Work to complete: Would you please copy every line below that includes the string "usize"?

Data section:
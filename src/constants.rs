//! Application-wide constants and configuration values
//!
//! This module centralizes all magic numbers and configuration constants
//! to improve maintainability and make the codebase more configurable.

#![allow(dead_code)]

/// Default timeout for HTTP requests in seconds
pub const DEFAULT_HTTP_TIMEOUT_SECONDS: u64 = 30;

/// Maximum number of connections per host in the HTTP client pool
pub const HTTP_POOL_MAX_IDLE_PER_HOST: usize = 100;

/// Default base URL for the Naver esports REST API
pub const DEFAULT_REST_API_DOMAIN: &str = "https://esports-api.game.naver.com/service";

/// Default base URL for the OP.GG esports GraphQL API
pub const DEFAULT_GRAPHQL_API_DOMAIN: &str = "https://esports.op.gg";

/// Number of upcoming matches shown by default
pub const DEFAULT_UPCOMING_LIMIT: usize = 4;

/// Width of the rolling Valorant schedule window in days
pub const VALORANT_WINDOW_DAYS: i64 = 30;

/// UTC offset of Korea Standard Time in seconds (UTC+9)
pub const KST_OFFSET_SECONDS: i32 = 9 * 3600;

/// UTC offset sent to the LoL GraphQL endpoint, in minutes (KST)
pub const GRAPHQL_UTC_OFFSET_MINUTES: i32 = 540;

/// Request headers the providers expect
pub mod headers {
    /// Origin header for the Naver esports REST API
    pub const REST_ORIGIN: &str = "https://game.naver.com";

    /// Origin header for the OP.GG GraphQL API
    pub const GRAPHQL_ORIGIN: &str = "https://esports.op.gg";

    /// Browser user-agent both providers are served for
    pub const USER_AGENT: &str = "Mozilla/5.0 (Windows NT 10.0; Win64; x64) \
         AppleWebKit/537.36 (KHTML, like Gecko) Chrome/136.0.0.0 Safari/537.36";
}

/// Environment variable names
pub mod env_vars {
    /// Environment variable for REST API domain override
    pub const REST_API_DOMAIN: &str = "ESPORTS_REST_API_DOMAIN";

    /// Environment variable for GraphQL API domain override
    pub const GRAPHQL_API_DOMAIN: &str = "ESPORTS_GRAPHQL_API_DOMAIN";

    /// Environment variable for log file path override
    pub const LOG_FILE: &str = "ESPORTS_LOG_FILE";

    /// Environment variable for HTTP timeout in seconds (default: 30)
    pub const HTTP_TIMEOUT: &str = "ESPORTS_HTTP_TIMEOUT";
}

--

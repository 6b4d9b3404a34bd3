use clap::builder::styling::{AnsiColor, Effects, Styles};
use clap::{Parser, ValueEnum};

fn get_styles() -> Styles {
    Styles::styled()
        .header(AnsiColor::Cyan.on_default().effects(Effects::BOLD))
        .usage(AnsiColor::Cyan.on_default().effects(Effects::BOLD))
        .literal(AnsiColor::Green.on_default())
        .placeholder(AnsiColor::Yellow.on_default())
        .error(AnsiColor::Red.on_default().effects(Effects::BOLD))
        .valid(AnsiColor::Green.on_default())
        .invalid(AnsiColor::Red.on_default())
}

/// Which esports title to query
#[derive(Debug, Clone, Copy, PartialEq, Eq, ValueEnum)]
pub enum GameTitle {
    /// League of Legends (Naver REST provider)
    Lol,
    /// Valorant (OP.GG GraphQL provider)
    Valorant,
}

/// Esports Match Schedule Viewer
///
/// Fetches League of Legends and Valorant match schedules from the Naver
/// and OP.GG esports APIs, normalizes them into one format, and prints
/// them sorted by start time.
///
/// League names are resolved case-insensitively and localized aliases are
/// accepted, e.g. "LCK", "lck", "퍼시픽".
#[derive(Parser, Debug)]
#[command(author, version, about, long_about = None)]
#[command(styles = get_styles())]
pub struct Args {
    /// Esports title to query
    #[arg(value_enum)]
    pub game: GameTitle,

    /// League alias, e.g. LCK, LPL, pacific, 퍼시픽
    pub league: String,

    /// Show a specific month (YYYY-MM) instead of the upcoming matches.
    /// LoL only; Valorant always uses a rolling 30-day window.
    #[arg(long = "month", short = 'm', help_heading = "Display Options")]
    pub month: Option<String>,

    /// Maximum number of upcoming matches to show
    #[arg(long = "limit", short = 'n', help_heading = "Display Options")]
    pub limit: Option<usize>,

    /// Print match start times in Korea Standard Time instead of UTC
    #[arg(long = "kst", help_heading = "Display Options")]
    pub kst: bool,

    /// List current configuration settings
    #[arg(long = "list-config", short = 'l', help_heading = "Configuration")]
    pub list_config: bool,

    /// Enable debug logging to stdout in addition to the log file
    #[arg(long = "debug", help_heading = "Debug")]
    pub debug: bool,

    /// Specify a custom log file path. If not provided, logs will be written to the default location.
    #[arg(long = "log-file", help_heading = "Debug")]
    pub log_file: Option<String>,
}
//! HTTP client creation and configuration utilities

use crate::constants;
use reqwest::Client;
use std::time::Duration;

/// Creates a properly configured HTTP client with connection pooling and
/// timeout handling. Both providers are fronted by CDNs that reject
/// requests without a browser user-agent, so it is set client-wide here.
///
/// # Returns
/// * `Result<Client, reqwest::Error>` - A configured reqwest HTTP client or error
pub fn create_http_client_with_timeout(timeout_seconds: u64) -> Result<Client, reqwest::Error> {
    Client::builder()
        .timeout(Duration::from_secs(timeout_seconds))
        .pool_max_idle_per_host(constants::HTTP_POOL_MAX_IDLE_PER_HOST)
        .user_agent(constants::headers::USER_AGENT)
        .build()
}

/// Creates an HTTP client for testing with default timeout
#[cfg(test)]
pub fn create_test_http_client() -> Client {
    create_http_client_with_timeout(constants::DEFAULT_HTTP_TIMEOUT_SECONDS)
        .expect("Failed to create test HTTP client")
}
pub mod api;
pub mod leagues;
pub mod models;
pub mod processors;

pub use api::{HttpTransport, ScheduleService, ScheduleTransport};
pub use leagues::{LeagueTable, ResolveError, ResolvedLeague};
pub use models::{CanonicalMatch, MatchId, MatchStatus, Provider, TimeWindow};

Task response:
pub const HTTP_POOL_MAX_IDLE_PER_HOST: usize = 100;
pub const DEFAULT_UPCOMING_LIMIT: usize = 4;
    pub limit: Option<usize>,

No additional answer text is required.